**EXERCISE**. Each line below with the word "axes" needs to be copied.

**Excerpts from a dataset**.

[Start of Attachment]

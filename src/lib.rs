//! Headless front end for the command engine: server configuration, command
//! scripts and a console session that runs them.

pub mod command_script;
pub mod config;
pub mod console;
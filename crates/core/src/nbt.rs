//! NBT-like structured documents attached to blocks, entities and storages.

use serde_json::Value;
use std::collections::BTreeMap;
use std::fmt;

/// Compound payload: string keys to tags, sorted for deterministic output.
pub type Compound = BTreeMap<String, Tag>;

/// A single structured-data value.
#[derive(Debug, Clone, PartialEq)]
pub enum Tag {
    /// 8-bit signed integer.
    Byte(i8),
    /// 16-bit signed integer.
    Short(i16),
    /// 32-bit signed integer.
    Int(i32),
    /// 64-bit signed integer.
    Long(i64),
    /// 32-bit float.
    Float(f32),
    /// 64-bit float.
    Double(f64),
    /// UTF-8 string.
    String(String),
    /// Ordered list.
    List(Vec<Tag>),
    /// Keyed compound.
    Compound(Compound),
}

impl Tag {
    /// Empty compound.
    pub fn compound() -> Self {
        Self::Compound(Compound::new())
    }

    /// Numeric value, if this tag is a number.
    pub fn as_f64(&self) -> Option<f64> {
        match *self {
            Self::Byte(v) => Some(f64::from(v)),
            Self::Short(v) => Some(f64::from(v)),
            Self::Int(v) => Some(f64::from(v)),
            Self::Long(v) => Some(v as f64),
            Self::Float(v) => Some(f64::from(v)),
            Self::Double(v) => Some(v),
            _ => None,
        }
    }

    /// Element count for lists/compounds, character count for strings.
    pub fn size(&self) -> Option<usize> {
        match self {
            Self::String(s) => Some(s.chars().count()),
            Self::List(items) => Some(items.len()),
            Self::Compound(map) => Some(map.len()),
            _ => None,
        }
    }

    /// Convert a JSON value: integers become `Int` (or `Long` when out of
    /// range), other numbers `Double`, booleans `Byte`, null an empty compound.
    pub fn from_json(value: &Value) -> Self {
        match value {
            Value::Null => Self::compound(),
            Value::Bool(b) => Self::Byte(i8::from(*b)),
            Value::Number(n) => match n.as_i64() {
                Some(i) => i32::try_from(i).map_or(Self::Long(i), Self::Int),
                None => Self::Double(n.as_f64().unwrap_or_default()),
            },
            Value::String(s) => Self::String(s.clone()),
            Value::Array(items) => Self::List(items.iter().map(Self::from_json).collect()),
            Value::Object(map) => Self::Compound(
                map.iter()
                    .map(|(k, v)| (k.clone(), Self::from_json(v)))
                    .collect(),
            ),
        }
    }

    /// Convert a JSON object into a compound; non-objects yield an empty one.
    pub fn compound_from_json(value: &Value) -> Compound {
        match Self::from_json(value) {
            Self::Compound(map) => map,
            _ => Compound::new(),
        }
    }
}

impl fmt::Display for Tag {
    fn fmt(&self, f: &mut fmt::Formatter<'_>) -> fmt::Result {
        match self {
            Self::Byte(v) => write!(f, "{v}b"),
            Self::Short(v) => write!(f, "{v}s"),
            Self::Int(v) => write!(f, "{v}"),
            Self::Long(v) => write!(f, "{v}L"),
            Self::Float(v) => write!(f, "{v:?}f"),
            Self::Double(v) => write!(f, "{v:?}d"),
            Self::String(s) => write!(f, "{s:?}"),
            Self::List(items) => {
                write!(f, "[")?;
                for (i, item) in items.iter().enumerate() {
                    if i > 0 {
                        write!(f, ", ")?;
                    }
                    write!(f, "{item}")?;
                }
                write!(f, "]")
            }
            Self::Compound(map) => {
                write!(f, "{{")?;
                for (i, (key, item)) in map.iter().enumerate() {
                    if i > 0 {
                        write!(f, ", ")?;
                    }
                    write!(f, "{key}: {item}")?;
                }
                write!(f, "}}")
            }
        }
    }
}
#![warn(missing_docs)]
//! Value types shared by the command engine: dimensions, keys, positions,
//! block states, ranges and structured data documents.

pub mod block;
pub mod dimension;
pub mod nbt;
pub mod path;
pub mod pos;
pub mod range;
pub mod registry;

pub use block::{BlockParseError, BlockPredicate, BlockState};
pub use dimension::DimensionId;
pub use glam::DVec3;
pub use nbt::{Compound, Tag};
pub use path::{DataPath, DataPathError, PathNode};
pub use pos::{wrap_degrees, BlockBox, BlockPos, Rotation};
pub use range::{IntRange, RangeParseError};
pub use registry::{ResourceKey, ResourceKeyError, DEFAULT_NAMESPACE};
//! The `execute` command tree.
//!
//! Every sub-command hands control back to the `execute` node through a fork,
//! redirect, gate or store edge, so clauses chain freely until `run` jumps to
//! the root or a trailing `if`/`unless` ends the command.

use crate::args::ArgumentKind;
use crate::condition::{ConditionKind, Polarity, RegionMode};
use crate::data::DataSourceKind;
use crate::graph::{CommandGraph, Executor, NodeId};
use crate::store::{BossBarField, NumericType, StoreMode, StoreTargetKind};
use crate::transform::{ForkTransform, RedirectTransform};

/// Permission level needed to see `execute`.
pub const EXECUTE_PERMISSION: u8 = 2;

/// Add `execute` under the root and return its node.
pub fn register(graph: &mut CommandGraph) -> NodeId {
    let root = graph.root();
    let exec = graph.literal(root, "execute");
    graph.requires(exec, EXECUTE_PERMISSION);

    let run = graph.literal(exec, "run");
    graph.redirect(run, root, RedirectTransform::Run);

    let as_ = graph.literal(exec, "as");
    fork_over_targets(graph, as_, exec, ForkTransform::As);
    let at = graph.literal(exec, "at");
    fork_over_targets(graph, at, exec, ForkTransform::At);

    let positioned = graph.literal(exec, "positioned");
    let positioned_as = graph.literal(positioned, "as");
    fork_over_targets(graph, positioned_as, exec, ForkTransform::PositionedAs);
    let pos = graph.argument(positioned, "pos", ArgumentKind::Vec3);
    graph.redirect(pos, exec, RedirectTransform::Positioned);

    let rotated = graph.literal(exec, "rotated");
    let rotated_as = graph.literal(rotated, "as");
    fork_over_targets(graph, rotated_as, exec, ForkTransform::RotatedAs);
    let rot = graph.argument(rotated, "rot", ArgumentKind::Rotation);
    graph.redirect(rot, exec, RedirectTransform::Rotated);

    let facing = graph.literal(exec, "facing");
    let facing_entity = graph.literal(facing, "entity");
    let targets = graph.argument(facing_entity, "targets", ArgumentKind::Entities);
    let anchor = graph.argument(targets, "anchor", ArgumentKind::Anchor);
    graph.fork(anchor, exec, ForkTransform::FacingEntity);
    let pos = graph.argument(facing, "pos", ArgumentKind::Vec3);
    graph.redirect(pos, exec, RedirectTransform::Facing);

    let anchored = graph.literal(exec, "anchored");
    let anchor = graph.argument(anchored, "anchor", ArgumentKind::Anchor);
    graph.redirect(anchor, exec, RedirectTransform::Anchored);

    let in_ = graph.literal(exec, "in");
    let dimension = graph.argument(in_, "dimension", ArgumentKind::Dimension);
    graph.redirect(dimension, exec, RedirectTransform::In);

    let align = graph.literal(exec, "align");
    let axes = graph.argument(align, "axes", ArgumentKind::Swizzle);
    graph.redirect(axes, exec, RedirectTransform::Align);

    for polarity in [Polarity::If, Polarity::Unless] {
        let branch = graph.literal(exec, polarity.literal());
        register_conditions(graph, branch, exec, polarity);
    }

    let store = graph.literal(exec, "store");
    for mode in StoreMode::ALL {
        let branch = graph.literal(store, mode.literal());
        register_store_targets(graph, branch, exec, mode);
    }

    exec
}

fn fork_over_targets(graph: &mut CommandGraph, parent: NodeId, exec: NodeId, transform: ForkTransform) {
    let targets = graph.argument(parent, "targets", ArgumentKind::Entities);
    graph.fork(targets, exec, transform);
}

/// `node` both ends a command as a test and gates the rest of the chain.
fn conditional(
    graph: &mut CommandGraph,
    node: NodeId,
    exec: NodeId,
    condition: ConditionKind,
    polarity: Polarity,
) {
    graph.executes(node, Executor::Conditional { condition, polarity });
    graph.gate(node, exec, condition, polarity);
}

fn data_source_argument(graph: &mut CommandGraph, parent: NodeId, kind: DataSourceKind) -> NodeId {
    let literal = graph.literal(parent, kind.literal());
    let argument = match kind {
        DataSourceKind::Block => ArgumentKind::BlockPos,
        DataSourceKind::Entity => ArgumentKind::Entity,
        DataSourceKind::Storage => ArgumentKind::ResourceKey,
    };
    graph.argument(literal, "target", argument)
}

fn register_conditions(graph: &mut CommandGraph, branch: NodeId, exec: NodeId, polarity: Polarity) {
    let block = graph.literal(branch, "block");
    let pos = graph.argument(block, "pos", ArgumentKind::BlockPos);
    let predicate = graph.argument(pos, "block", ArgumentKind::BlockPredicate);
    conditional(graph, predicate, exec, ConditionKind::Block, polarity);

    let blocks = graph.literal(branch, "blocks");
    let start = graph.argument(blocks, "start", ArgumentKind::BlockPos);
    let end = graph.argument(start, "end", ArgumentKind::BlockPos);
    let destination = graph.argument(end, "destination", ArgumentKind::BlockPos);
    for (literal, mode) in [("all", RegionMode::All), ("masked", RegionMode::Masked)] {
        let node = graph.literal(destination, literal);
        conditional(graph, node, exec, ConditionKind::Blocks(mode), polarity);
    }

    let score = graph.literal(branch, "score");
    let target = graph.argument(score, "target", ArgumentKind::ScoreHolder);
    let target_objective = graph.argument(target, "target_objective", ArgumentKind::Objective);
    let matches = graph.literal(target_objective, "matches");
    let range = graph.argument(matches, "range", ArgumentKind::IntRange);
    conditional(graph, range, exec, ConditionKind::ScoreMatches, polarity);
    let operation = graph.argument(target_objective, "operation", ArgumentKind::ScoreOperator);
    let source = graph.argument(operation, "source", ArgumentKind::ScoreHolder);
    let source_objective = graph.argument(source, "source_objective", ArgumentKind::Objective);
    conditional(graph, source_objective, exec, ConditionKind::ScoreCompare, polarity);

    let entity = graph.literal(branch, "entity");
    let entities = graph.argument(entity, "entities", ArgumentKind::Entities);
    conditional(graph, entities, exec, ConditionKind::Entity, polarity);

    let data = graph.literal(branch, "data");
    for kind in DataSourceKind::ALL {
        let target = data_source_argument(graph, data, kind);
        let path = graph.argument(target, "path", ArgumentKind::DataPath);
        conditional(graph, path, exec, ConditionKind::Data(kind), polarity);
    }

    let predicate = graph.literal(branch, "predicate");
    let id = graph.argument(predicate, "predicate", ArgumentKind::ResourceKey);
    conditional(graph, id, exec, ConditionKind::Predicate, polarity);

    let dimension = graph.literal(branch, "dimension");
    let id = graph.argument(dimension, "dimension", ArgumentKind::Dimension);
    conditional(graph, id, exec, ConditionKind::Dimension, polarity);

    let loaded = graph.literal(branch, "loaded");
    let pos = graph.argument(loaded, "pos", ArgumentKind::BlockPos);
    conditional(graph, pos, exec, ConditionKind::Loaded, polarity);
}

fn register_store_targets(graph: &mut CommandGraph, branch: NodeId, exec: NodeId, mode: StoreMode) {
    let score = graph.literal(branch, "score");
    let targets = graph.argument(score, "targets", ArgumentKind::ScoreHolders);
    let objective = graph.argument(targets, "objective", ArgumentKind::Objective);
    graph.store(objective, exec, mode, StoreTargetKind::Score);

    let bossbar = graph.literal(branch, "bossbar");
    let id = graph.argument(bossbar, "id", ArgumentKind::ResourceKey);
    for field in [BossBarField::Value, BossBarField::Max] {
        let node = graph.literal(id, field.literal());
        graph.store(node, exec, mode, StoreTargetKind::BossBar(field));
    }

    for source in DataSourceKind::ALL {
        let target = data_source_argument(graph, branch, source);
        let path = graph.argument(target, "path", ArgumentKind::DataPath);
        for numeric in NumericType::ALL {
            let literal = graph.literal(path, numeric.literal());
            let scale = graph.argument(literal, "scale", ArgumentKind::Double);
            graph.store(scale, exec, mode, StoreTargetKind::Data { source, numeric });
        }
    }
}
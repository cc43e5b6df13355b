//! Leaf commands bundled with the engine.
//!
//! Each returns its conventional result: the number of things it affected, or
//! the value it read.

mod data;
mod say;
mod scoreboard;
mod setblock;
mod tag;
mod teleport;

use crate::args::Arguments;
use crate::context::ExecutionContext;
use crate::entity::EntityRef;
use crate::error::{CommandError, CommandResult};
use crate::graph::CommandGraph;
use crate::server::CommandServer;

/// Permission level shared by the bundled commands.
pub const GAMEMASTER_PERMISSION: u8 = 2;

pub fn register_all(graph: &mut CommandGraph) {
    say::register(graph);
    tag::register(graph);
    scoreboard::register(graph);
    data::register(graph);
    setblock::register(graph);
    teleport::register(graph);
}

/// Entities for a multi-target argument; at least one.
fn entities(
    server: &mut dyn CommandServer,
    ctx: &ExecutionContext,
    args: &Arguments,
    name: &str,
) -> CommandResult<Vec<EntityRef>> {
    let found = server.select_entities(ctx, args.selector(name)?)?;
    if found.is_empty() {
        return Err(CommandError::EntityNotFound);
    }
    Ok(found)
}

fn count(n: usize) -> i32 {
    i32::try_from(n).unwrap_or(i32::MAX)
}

[End of Attachment]

**REPLY TO THE TASK**.
    let axes = graph.argument(align, "axes", ArgumentKind::Swizzle);
    graph.redirect(axes, exec, RedirectTransform::Align);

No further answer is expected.